First, the Item 19 is 14 pages long, with useful data collected from the franchise owner's profit and loss statements.

Here is one of the seven sales charts, detailing gross sales.

(Click on the image to see a full scale view.)

Sales Ranges.png

This is a good presentation. We don't have to guess about how many locations did how much volume.

We can read it off from the chart.

For example, we know that 24 stores had gross sales less than $600,000 and exactly 126 stores had gross sales between $900,000 and $1,000,000.

We aren't presented with meaningless AUV numbers, instead we are given data from which we can draw our own conclusions.

(There is a table at the bottom showing the high, middle, and low AUVs, but it is presented in the context of useful data. I am not against AUV, but there is no reason to present an AUV only without showing the data the average was calculated from.)

Second, there are seven charts - each an attempt to compare apples with apples.

The seven charts are for: all free standing restaurants, freestanding built in 2010, freestanding built in 2011, inline restaurants, convenience store restaurants, and other.

Again, this is very useful. It is especially helpful for Popeyes to have broken out the gross sales figures for stores built in 2010, and 2011. This will give you a better idea of what the first few years may hold in store for you.

Third, and this is most remarkable, Popeyes has constructed a composite P&L, profit and loss statement.
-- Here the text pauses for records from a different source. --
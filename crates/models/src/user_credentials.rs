use sea_orm::entity::prelude::*;
use sea_orm::Set;
use chrono::Utc;
use serde::{Deserialize, Serialize};

use crate::errors::ModelError;
use crate::user;

#[derive(Clone, Debug, PartialEq, DeriveEntityModel, Serialize, Deserialize)]
#[sea_orm(table_name = "user_credentials")]
pub struct Model {
    #[sea_orm(primary_key)]
    pub id: i32,
    #[sea_orm(unique)]
    pub user_id: i32,
    pub password_hash: String,
    pub password_algorithm: String,
    pub created_at: DateTimeWithTimeZone,
    pub updated_at: DateTimeWithTimeZone,
}

#[derive(Copy, Clone, Debug, EnumIter)]
pub enum Relation { User }

impl RelationTrait for Relation {
    fn def(&self) -> RelationDef {
        match self {
            Relation::User => Entity::belongs_to(user::Entity)
                .from(Column::UserId)
                .to(user::Column::Id)
                .into(),
        }
    }
}

impl Related<user::Entity> for Entity {
    fn to() -> RelationDef { Relation::User.def() }
}

impl ActiveModelBehavior for ActiveModel {}

pub async fn find_by_user<C: ConnectionTrait>(db: &C, user_id: i32) -> Result<Option<Model>, ModelError> {
    let found = Entity::find()
        .filter(Column::UserId.eq(user_id))
        .one(db)
        .await?;
    Ok(found)
}

pub async fn upsert_password<C: ConnectionTrait>(
    db: &C,
    user_id: i32,
    password_hash: String,
    algorithm: &str,
) -> Result<Model, ModelError> {
    if password_hash.trim().is_empty() {
        return Err(ModelError::Validation("password hash required".into()));
    }
    let now = Utc::now().into();
    if let Some(existing) = find_by_user(db, user_id).await? {
        let mut am: ActiveModel = existing.into();
        am.password_hash = Set(password_hash);
        am.password_algorithm = Set(algorithm.to_string());
        am.updated_at = Set(now);
        Ok(am.update(db).await?)
    } else {
        let am = ActiveModel {
            user_id: Set(user_id),
            password_hash: Set(password_hash),
            password_algorithm: Set(algorithm.to_string()),
            created_at: Set(now),
            updated_at: Set(now),
            ..Default::default()
        };
        Ok(am.insert(db).await?)
    }
}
Click on the image to see the large image.


Notes to P&L.png

All in all, this is a useful Item 19 and will help the probable purchaser of a Popeyes Louisiana Kitchen franchise.
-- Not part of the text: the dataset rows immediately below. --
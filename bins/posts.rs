#[path = "launch.rs"]
mod launch;

fn main() -> std::process::ExitCode {
    launch::launch(server::ServiceKind::Posts)
}
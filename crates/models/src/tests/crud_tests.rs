use anyhow::Result;
use sea_orm::{EntityTrait, ModelTrait};

use super::{test_db, unique};
use crate::errors::ModelError;
use crate::{comment, post, upvote, user, user_credentials};

#[tokio::test]
async fn test_user_create_and_lookup() -> Result<()> {
    let Some(db) = test_db().await? else { return Ok(()) };

    let nick = unique("nick");
    let email = format!("{}@example.com", unique("crud"));
    let created = user::create(&db, "Crud User", &email, &nick).await?;
    assert_eq!(created.email, email);

    let by_email = user::find_by_login(&db, &email).await?;
    assert_eq!(by_email.len(), 1);
    assert_eq!(by_email[0].id, created.id);

    let by_nick = user::find_by_login(&db, &nick).await?;
    assert_eq!(by_nick[0].id, created.id);

    let either = user::find_by_email_or_nickname(&db, "nobody@example.com", &nick).await?;
    assert_eq!(either.len(), 1);

    user::hard_delete(&db, created.id).await?;
    assert!(user::Entity::find_by_id(created.id).one(&db).await?.is_none());
    Ok(())
}

#[tokio::test]
async fn test_duplicate_email_is_conflict() -> Result<()> {
    let Some(db) = test_db().await? else { return Ok(()) };

    let email = format!("{}@example.com", unique("dup"));
    let first = user::create(&db, "First", &email, &unique("a")).await?;
    let second = user::create(&db, "Second", &email, &unique("b")).await;
    assert!(matches!(second, Err(ModelError::Conflict(_))));

    user::hard_delete(&db, first.id).await?;
    Ok(())
}

#[tokio::test]
async fn test_credentials_upsert() -> Result<()> {
    let Some(db) = test_db().await? else { return Ok(()) };

    let u = user::create(&db, "Cred", &format!("{}@example.com", unique("cred")), &unique("cred")).await?;
    let c1 = user_credentials::upsert_password(&db, u.id, "hash-1".into(), "bcrypt").await?;
    let c2 = user_credentials::upsert_password(&db, u.id, "hash-2".into(), "argon2").await?;
    assert_eq!(c1.id, c2.id);
    assert_eq!(c2.password_algorithm, "argon2");

    let empty = user_credentials::upsert_password(&db, u.id, "  ".into(), "bcrypt").await;
    assert!(matches!(empty, Err(ModelError::Validation(_))));

    // credentials are removed with the user
    user::hard_delete(&db, u.id).await?;
    assert!(user_credentials::find_by_user(&db, u.id).await?.is_none());
    Ok(())
}

#[tokio::test]
async fn test_post_relations_and_upvote_counts() -> Result<()> {
    let Some(db) = test_db().await? else { return Ok(()) };

    let author = user::create(&db, "Author", &format!("{}@example.com", unique("author")), &unique("author")).await?;
    let fan = user::create(&db, "Fan", &format!("{}@example.com", unique("fan")), &unique("fan")).await?;

    let p1 = post::create(&db, author.id, "First", "hello", None).await?;
    let p2 = post::create(&db, author.id, "Second", "world", Some("https://img.example.com/2.png")).await?;
    comment::create(&db, fan.id, p1.id, "nice").await?;
    upvote::create(&db, fan.id, p1.id).await?;
    upvote::create(&db, author.id, p1.id).await?;

    let counts = upvote::count_by_posts(&db, &[p1.id, p2.id]).await?;
    assert_eq!(counts.get(&p1.id), Some(&2));
    assert_eq!(counts.get(&p2.id), None);
    assert_eq!(upvote::count_by_user(&db, fan.id).await?, 1);

    let comments = p1.find_related(comment::Entity).all(&db).await?;
    assert_eq!(comments.len(), 1);
    let posts = author.find_related(post::Entity).all(&db).await?;
    assert_eq!(posts.len(), 2);

    // one vote per (user, post)
    let again = upvote::create(&db, fan.id, p1.id).await;
    assert!(matches!(again, Err(ModelError::Conflict(_))));

    user::hard_delete(&db, fan.id).await?;
    user::hard_delete(&db, author.id).await?;
    Ok(())
}

#[tokio::test]
async fn test_count_by_posts_empty_input() -> Result<()> {
    let Some(db) = test_db().await? else { return Ok(()) };
    assert!(upvote::count_by_posts(&db, &[]).await?.is_empty());
    Ok(())
}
For the 5 Most Fascinating Stories in Franchising, a weekly report, click here & sign up.


Popeyes gets their Item 19 FPR in their FDD right.

This does two important things.

One it makes it clear to franchise buyers what the financial performance historically has been and two it helps mitigate potential franchise lawsuits for non-compliant earnings claims by franchisees against the franchisor.

Popeyes is part of a growing trend of franchisors who both collect P&L statement from their franchise owners and create a comprehensive FPR from that data.

It is no wonder that they are currently leading the pack.

  • user-pic Jorge Franchi, Ph.D. | August 6, 2013 10:35 PM | Reply
  • Just wondering, why request/collect P&L statements from franchisees when the POS system could provide said data in real-time at the headquarter?

    On a related note, I noticed that COGS and labor costs as % of sales are above established (common) parameters. Considering that franchise and marketing fees as % of sales (combined) varies between 7-12% (see Subway), I'm skeptic of an average operating profit of 20.4% of sales.



    There are a couple of reasons.

    1. The POS system won't give labor and rent costs.
    2. The POS system isn't tied into the beverage volume rebates.

    It looks like from the notes that the franchise owners are faxing in their P&Ls and that there is only a partial standard chart of accounts.

    From note 6: Restaurant Operating Profits are calculated by subtracting Operating expenses from Sales, Operating expenses consist of the following major items: Food and Paper Costs. Labor Costs, Controllable Expenses, Marketing Expenses, Non-controllable Expenses

    Operating Expenses do not include any non-cash expenses such as depreciation, gains and losses on the sale of assets, deferred gains, impairment or disposal of assets and amortization.
    business value, franchise fees, or loan fees.

    So, yes I believe the gross profit margin as reported.